Listen to how Psalm 148 begins:
”Praise the Lord from the heavens; praise him in the heights! Praise him, all his angels; praise him, all his host! Praise him, sun and moon; praise him, all you shining stars!”
Now, the Psalms are full of theology. They give poetic words to praise, lament, confession, petition, mercy, and justice. Psalm 148 is very near the end of the collection. We're hearing a theological crescendo that brings the whole psalter to a rousing conclusion of praise. Here’s what lies in the cultural background of this Psalm.
In the ancient Near East, the sun and moon weren’t just celestial bodies—they were gods. The Babylonians worshiped Shamash, the sun god. The Canaanites bowed down to Yarikh, the moon god. They believed these powers controlled human destinies, and these various gods demanded sacrifice and obedience.
The psalm presents a very different vision. The sun isn’t a god to be worshiped—it’s a creature called to worship. The moon doesn’t rule the night—it praises the one who made the night. The stars don’t determine our fate—they sing hymns to their Maker.
This is why the psalm can call on sea monsters and fire and hail, mountains and fruit trees, wild animals and flying birds to join the song. Everything that exists has one fundamental purpose: to give glory to God.

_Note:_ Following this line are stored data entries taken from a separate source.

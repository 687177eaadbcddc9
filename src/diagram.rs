//! Binary and ternary composite proposition diagrams.
//!
//! A binary diagram carries one connector per quadrant of a two-term
//! region layout; a ternary diagram carries one per octant of the
//! three-term layout produced by composing two premises.

use serde::{Deserialize, Serialize};

use crate::connector::Connector;
use crate::proposition::Proposition;

/// Quadrants of a two-term diagram, in tuple-index order.
#[derive(Clone, Copy, Debug, PartialEq, Eq)]
pub enum Quadrant {
    /// Both terms apply (in ∩ in).
    BothIn,
    /// Only the first term applies (in ∩ out).
    FirstOnly,
    /// Only the second term applies (out ∩ in).
    SecondOnly,
    /// Neither term applies (out ∩ out).
    BothOut,
}

impl Quadrant {
    pub const ALL: [Quadrant; 4] = [
        Quadrant::BothIn,
        Quadrant::FirstOnly,
        Quadrant::SecondOnly,
        Quadrant::BothOut,
    ];

    /// Tuple index of this quadrant.
    pub fn index(self) -> usize {
        self as usize
    }

    /// Region label for a pair of term names, e.g. `S∩¬P`.
    pub fn label(self, first: &str, second: &str) -> String {
        match self {
            Quadrant::BothIn => format!("{}∩{}", first, second),
            Quadrant::FirstOnly => format!("{}∩¬{}", first, second),
            Quadrant::SecondOnly => format!("¬{}∩{}", first, second),
            Quadrant::BothOut => format!("¬{}∩¬{}", first, second),
        }
    }
}

/// The 4-connector diagram of a two-term categorical proposition.
///
/// Connector order follows [`Quadrant::ALL`]:
/// `[in∩in, in∩out, out∩in, out∩out]`.
#[derive(Clone, Copy, Debug, PartialEq, Eq, Serialize, Deserialize)]
pub struct BinaryDiagram(pub [Connector; 4]);

impl BinaryDiagram {
    /// Canonical diagram for a proposition kind:
    ///
    /// - A constrains in∩out empty ("All S are P": nothing is S but not P)
    /// - E constrains in∩in empty
    /// - I asserts in∩in inhabited
    /// - O asserts in∩out inhabited
    ///
    /// Every other quadrant is unconstrained, so each diagram carries
    /// exactly one informative connector.
    pub fn for_proposition(p: Proposition) -> BinaryDiagram {
        use crate::connector::Connector::{NoInfo, None, Some};
        match p {
            Proposition::A => BinaryDiagram([NoInfo, None, NoInfo, NoInfo]),
            Proposition::E => BinaryDiagram([None, NoInfo, NoInfo, NoInfo]),
            Proposition::I => BinaryDiagram([Some, NoInfo, NoInfo, NoInfo]),
            Proposition::O => BinaryDiagram([NoInfo, Some, NoInfo, NoInfo]),
        }
    }

    /// Swap which term plays "row" and which "column": the two
    /// single-term quadrants trade places while in∩in and out∩out stay
    /// fixed. An involution.
    pub fn reflect(self) -> BinaryDiagram {
        let [a, b, c, d] = self.0;
        BinaryDiagram([a, c, b, d])
    }

    /// Connector at a quadrant.
    pub fn at(&self, q: Quadrant) -> Connector {
        self.0[q.index()]
    }

    /// Number of informative (`Some`/`None`) connectors.
    pub fn informative_count(&self) -> usize {
        self.0.iter().filter(|c| c.is_informative()).count()
    }
}

/// Octants of the composed three-term (S, M, P) diagram, in tuple-index
/// order. Consecutive octant pairs share an S/P quadrant and differ only
/// in whether M applies.
#[derive(Clone, Copy, Debug, PartialEq, Eq)]
pub enum Region {
    /// S∩M∩P
    AllThree,
    /// S∩¬M∩P
    SubjectPredicate,
    /// S∩M∩¬P
    SubjectMiddle,
    /// S∩¬M∩¬P
    SubjectOnly,
    /// ¬S∩M∩P
    MiddlePredicate,
    /// ¬S∩¬M∩P
    PredicateOnly,
    /// ¬S∩M∩¬P
    MiddleOnly,
    /// ¬S∩¬M∩¬P
    Outside,
}

impl Region {
    pub const ALL: [Region; 8] = [
        Region::AllThree,
        Region::SubjectPredicate,
        Region::SubjectMiddle,
        Region::SubjectOnly,
        Region::MiddlePredicate,
        Region::PredicateOnly,
        Region::MiddleOnly,
        Region::Outside,
    ];

    /// Tuple index of this region.
    pub fn index(self) -> usize {
        self as usize
    }

    /// Region label for concrete term names, e.g. `S∩¬M∩P`.
    pub fn label(self, s: &str, m: &str, p: &str) -> String {
        let (s_in, m_in, p_in) = self.membership();
        let part = |included: bool, term: &str| {
            if included {
                term.to_string()
            } else {
                format!("¬{}", term)
            }
        };
        format!("{}∩{}∩{}", part(s_in, s), part(m_in, m), part(p_in, p))
    }

    /// Whether S, M, P apply in this region.
    pub fn membership(self) -> (bool, bool, bool) {
        match self {
            Region::AllThree => (true, true, true),
            Region::SubjectPredicate => (true, false, true),
            Region::SubjectMiddle => (true, true, false),
            Region::SubjectOnly => (true, false, false),
            Region::MiddlePredicate => (false, true, true),
            Region::PredicateOnly => (false, false, true),
            Region::MiddleOnly => (false, true, false),
            Region::Outside => (false, false, false),
        }
    }

    /// The S/P quadrant this region projects onto once M is forgotten.
    pub fn quadrant(self) -> Quadrant {
        let (s_in, _, p_in) = self.membership();
        match (s_in, p_in) {
            (true, true) => Quadrant::BothIn,
            (true, false) => Quadrant::FirstOnly,
            (false, true) => Quadrant::SecondOnly,
            (false, false) => Quadrant::BothOut,
        }
    }
}

/// The 8-connector diagram obtained by composing two premises that share
/// a middle term. Connector order follows [`Region::ALL`].
#[derive(Clone, Copy, Debug, PartialEq, Eq, Serialize, Deserialize)]
pub struct TernaryDiagram(pub [Connector; 8]);

impl TernaryDiagram {
    /// Connector at a region.
    pub fn at(&self, r: Region) -> Connector {
        self.0[r.index()]
    }

    /// The four octant pairs, grouped by the S/P quadrant they project
    /// onto, in [`Quadrant::ALL`] order. Within each pair the two
    /// connectors differ only by M membership.
    pub fn pairs(&self) -> [(Connector, Connector); 4] {
        let c = self.0;
        [(c[0], c[1]), (c[2], c[3]), (c[4], c[5]), (c[6], c[7])]
    }
}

Now, this is where, for many of us in modern Western society, Psalm 148 speaks a word we need to hear. Most often in Western society, we think of nature and the environment in terms of its usefulness. In the best sense, this means nature is useful for sustaining life: trees and shrubs provide for flora and fauna, creatures are interdependent and rely on each other to regulate the ecosystem, and to be food.

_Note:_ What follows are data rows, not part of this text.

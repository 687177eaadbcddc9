use syllog::ast::Input;
use syllog::elaborate::elaborate;
use syllog::pretty::{syllogism_text, ternary_table};
use syllog::{analyze, parse};

fn main() {
    let input = "no fish are mammals; some pets are fish; therefore some pets are not mammals";

    println!("=== PARSING ===");
    let syllogism = match parse(input) {
        Ok(Input::Syllogism(s)) => s,
        Ok(Input::Form(_)) => unreachable!("input is three statements"),
        Err(e) => {
            eprintln!("Parse error: {}", e);
            std::process::exit(1);
        }
    };
    print!("{}", syllogism_text(&syllogism));

    println!("\n=== ELABORATING ===");
    let elaborated = match elaborate(&syllogism) {
        Ok(e) => e,
        Err(e) => {
            eprintln!("Elaboration error: {}", e);
            std::process::exit(1);
        }
    };
    println!(
        "form {}  (S = {}, M = {}, P = {})",
        elaborated.form, elaborated.subject, elaborated.middle, elaborated.predicate
    );

    println!("\n=== COMPOSING ===");
    let analysis = analyze(elaborated.form);
    print!(
        "{}",
        ternary_table(
            &elaborated.subject,
            &elaborated.middle,
            &elaborated.predicate,
            &analysis.composed,
        )
    );

    println!("\n=== VERDICT ===");
    match analysis.name {
        Some(name) => println!("{} ({}): {}", analysis.form, name, verdict(analysis.valid)),
        None => println!("{}: {}", analysis.form, verdict(analysis.valid)),
    }

    println!("\n=== ROUND-TRIP ===");
    let rendered = syllogism_text(&syllogism);
    match parse(&rendered) {
        Ok(Input::Syllogism(reparsed)) if reparsed == syllogism => {
            println!("pretty-printed text reparses to the same syllogism")
        }
        other => {
            eprintln!("round-trip failed: {:?}", other);
            std::process::exit(1);
        }
    }
}

fn verdict(valid: bool) -> &'static str {
    if valid {
        "valid"
    } else {
        "invalid"
    }
}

In an even more utilitarian way, nature is valuable to the extent that it serves human needs. A forest is good for lumber; a coastal bay is good for a fishing business; minerals are good for energy or jewelry or chips to power phones and washing machines. In this utilitarian view, nature is raw material, there for human convenience or economic growth.
Biblical theology tells us something different. Creation does not simply exist for our benefit. The fundamental purpose of creation is to praise God. The song of the blue whale is a hymn of praise – not just for communication or mating. The natural forest is a cathedral of worship, not just a complex ecosystem, or a stockpile of timber, or a covering for minerals underground.
The word “praise” appears twelve times in this short psalm. Everything is called to praise. From the tiniest insect to the most distant star, from mosquitoes and gnats to blackholes and comets, everything pulses with the rhythm of praise.
Even in a world that groans with drought and disease, with war and starvation and injustice, the rhythm of praise can be heard. That’s the theological conviction behind Psalm 148, and the hymn “All Creatures of our God and King” based on a poem by Francis of Assisi.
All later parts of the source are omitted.